EXERCISE DETAILS: When you find the word "format" in a line of the entries, please copy the whole line.

Collected data:
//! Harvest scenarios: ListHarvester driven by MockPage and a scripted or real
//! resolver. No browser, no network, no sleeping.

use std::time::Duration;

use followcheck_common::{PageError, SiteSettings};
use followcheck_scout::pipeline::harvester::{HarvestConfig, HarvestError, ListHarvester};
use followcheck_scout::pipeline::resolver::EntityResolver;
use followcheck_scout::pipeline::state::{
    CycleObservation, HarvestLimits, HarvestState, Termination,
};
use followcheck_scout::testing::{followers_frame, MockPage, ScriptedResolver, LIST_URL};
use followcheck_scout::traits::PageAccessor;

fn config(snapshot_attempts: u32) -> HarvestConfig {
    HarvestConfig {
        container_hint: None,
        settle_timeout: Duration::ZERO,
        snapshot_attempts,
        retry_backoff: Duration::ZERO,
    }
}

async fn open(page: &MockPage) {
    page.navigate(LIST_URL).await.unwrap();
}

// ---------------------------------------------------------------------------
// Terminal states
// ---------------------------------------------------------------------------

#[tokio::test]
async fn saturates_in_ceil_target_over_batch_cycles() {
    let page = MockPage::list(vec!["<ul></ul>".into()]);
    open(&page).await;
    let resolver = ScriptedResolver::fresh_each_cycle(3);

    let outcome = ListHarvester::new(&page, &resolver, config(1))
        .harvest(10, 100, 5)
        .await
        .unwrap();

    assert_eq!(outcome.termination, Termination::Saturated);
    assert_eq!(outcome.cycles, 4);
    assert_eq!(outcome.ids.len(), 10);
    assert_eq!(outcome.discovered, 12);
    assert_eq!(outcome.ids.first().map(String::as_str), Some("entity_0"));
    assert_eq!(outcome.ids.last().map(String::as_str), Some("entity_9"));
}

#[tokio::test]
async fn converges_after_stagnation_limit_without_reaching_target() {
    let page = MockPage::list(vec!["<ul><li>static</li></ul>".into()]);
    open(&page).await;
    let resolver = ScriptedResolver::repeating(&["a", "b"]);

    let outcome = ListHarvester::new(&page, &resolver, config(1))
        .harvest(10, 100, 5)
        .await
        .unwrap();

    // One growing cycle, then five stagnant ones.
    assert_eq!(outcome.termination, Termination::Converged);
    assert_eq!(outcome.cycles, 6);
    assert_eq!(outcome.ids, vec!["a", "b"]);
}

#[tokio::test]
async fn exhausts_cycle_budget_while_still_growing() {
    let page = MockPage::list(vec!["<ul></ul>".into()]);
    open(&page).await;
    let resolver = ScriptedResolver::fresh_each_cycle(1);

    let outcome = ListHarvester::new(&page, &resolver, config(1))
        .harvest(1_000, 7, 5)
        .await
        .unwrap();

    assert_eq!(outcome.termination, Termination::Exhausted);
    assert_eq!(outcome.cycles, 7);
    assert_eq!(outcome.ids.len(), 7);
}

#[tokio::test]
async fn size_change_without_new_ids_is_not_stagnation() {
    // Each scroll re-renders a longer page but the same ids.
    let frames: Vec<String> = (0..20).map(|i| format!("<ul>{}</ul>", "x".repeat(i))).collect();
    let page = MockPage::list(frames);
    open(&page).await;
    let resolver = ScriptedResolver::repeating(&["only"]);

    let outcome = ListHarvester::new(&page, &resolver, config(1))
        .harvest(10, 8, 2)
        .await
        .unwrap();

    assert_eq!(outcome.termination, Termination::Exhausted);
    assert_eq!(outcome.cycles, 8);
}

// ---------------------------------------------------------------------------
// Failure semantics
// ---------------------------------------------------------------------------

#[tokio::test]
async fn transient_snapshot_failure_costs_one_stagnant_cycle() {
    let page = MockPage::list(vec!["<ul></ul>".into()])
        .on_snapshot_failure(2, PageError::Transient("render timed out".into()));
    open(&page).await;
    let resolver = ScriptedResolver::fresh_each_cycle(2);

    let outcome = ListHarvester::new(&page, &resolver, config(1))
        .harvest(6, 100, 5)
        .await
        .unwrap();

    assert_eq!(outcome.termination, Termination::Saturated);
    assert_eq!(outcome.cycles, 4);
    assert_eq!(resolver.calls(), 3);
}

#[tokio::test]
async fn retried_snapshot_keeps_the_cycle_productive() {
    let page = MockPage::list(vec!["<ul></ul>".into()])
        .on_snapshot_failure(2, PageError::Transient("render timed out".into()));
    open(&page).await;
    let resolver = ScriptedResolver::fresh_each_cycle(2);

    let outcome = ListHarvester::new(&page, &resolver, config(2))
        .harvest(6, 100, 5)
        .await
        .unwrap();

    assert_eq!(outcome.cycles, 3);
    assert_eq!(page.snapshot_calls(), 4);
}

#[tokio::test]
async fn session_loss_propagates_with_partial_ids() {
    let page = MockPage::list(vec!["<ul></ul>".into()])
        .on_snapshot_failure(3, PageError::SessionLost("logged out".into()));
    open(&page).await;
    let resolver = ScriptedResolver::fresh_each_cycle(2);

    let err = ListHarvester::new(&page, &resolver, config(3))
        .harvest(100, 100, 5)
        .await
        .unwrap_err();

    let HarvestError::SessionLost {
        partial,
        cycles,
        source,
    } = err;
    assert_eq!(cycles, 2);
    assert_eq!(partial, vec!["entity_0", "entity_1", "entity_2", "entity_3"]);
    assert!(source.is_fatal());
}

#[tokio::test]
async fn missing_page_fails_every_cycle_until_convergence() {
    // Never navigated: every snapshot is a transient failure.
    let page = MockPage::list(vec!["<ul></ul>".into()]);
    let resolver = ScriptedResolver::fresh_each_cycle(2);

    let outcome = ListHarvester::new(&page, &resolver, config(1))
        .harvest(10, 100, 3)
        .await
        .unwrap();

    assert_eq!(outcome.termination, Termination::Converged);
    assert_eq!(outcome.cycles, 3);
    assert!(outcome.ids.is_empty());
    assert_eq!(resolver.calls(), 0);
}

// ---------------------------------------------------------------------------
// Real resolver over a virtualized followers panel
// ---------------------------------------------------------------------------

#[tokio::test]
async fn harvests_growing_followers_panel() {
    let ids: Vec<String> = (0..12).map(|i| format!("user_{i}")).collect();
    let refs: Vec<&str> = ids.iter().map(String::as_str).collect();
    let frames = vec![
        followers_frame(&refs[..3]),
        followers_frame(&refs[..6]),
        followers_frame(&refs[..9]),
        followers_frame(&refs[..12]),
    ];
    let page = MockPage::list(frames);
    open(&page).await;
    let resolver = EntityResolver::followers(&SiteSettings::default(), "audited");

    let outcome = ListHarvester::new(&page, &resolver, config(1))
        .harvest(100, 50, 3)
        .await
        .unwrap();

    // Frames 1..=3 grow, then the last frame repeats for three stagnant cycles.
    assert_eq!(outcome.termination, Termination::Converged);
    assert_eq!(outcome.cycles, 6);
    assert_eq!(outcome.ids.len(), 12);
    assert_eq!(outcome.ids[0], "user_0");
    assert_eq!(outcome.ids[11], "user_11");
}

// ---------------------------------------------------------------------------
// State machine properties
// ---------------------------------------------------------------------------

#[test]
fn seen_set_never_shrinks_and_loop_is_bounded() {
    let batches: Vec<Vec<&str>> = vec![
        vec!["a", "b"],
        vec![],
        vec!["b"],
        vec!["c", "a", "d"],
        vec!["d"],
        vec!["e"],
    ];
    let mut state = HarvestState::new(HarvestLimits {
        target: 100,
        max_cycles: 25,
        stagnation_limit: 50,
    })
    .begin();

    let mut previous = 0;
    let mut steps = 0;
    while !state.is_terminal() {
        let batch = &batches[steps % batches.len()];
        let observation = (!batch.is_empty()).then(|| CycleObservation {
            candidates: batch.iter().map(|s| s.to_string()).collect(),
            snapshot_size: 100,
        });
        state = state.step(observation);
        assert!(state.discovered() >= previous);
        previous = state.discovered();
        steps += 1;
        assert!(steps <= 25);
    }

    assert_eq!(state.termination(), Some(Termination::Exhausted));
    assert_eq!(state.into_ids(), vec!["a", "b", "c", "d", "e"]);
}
* * *
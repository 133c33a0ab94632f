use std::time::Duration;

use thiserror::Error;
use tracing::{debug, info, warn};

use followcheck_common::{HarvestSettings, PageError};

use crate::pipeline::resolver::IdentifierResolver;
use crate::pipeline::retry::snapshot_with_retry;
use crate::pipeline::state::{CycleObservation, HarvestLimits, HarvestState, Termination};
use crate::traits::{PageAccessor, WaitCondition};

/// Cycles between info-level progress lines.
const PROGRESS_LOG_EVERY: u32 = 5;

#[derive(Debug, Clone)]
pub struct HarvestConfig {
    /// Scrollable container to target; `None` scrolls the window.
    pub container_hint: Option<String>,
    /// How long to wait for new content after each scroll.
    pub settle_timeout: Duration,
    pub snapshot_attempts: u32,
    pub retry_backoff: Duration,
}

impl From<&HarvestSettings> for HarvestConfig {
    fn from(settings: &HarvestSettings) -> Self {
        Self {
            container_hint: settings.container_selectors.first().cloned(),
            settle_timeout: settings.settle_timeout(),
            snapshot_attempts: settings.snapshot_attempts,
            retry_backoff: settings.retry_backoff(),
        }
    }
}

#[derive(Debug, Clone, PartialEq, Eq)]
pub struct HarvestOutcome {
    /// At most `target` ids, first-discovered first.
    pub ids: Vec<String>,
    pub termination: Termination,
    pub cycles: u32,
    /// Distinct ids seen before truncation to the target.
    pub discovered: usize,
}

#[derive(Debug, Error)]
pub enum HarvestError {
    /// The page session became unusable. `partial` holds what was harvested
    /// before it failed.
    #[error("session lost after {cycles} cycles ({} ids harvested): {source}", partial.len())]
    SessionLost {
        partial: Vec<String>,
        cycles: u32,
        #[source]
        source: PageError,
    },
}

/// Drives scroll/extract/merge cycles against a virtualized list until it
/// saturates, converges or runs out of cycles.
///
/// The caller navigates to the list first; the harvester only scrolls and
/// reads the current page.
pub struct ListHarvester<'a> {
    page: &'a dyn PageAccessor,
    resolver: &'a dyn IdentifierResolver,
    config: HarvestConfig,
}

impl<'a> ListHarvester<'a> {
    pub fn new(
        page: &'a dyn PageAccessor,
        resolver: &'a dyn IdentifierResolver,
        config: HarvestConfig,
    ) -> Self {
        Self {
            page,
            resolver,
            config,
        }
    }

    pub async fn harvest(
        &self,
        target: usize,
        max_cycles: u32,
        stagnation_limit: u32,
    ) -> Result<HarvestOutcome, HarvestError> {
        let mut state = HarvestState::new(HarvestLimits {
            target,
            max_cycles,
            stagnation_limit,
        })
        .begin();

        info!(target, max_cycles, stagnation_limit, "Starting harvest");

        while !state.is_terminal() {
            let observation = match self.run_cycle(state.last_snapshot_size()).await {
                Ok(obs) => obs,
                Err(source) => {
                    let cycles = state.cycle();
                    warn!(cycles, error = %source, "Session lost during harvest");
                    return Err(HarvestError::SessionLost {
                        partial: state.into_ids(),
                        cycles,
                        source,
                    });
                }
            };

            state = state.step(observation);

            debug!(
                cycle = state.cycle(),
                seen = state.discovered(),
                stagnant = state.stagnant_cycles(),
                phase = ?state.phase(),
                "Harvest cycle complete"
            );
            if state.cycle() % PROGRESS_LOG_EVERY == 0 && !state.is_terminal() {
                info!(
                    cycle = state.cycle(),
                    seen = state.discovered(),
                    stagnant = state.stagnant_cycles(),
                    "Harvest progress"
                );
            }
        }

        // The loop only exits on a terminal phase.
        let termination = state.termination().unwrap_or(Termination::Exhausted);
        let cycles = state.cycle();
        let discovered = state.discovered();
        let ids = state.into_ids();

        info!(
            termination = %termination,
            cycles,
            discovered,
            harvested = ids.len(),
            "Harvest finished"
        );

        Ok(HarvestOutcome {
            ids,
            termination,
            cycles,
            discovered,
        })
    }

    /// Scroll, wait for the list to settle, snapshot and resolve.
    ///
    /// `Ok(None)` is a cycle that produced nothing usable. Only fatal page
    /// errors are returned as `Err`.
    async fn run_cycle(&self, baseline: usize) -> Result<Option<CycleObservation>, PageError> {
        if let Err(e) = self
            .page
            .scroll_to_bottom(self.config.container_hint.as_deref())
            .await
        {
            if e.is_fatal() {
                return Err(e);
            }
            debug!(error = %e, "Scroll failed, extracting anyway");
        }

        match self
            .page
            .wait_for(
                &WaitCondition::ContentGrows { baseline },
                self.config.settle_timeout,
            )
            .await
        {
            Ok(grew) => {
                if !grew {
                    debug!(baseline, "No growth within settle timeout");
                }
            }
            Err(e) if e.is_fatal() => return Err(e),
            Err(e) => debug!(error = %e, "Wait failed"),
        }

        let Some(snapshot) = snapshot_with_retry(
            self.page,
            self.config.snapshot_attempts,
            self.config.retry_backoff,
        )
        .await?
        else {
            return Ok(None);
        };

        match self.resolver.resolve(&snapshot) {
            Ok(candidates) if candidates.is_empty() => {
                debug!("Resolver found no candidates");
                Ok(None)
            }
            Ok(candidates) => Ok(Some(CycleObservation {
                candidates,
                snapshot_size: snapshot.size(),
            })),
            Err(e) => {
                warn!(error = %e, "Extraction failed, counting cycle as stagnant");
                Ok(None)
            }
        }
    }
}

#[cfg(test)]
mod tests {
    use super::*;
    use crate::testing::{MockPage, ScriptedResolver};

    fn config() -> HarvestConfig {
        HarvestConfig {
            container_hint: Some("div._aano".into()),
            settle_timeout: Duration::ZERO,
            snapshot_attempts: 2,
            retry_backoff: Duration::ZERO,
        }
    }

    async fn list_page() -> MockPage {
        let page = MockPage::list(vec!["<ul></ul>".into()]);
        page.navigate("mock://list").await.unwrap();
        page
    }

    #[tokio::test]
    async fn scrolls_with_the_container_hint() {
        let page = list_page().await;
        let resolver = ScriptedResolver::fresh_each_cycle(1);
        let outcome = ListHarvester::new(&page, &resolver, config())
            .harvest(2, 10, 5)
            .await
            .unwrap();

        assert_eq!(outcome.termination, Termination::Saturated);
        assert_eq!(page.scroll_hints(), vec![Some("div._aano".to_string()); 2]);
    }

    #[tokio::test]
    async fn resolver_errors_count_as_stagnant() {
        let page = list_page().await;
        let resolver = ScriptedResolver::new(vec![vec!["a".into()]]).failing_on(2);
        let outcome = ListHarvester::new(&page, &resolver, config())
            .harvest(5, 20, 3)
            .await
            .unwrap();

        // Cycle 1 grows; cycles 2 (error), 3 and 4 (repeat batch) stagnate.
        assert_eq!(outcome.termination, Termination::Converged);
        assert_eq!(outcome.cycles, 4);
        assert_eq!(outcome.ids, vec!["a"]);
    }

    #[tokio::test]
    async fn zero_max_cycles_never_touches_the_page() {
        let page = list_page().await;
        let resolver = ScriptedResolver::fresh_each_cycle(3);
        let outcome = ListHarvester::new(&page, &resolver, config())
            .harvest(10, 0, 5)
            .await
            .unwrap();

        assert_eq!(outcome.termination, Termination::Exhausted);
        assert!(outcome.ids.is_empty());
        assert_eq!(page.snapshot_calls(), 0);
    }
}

SOLUTION:
    let frames: Vec<String> = (0..20).map(|i| format!("<ul>{}</ul>", "x".repeat(i))).collect();
    let ids: Vec<String> = (0..12).map(|i| format!("user_{i}")).collect();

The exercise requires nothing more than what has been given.